ACTIVITY:
Please restate each entry below, word for word.

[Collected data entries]
-------------------------

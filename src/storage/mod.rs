//! Storage implementations for different backends

pub mod in_memory;
#[cfg(feature = "mongodb_backend")]
pub mod mongodb;

pub use in_memory::InMemoryStore;
#[cfg(feature = "mongodb_backend")]
pub use self::mongodb::MongoStore;

use crate::core::service::{CommerceService, DataService};
use crate::entities::{Admin, Category, Order, Product, User};
use std::sync::Arc;

/// Every storage handle the application needs, erased behind trait objects
///
/// Handlers depend on this struct only, so the backend is chosen once at
/// startup.
#[derive(Clone)]
pub struct Repositories {
    pub products: Arc<dyn DataService<Product>>,
    pub categories: Arc<dyn DataService<Category>>,
    pub orders: Arc<dyn DataService<Order>>,
    pub users: Arc<dyn DataService<User>>,
    pub admins: Arc<dyn DataService<Admin>>,
    pub commerce: Arc<dyn CommerceService>,
}

impl Repositories {
    /// Wire every handle to the same backend
    pub fn from_backend<B>(backend: B) -> Self
    where
        B: DataService<Product>
            + DataService<Category>
            + DataService<Order>
            + DataService<User>
            + DataService<Admin>
            + CommerceService
            + Clone
            + 'static,
    {
        Self {
            products: Arc::new(backend.clone()),
            categories: Arc::new(backend.clone()),
            orders: Arc::new(backend.clone()),
            users: Arc::new(backend.clone()),
            admins: Arc::new(backend.clone()),
            commerce: Arc::new(backend),
        }
    }

    /// Fresh, empty in-memory storage
    pub fn in_memory() -> Self {
        Self::from_backend(InMemoryStore::new())
    }
}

-------------------------

YOUR RESPONSE:
filename src/storage/mod.rs
//! Storage implementations for different backends

pub mod in_memory;
#[cfg(feature = "mongodb_backend")]
pub mod mongodb;

pub use in_memory::InMemoryStore;
#[cfg(feature = "mongodb_backend")]
pub use self::mongodb::MongoStore;

use crate::core::service::{CommerceService, DataService};
use crate::entities::{Admin, Category, Order, Product, User};
use std::sync::Arc;

/// Every storage handle the application needs, erased behind trait objects
///
/// Handlers depend on this struct only, so the backend is chosen once at
/// startup.
#[derive(Clone)]
pub struct Repositories {
    pub products: Arc<dyn DataService<Product>>,
    pub categories: Arc<dyn DataService<Category>>,
    pub orders: Arc<dyn DataService<Order>>,
    pub users: Arc<dyn DataService<User>>,
    pub admins: Arc<dyn DataService<Admin>>,
    pub commerce: Arc<dyn CommerceService>,
}

impl Repositories {
    /// Wire every handle to the same backend
    pub fn from_backend<B>(backend: B) -> Self
    where
        B: DataService<Product>
            + DataService<Category>
            + DataService<Order>
            + DataService<User>
            + DataService<Admin>
            + CommerceService
            + Clone
            + 'static,
    {
        Self {
            products: Arc::new(backend.clone()),
            categories: Arc::new(backend.clone()),
            orders: Arc::new(backend.clone()),
            users: Arc::new(backend.clone()),
            admins: Arc::new(backend.clone()),
            commerce: Arc::new(backend),
        }
    }

    /// Fresh, empty in-memory storage
    pub fn in_memory() -> Self {
        Self::from_backend(InMemoryStore::new())
    }
}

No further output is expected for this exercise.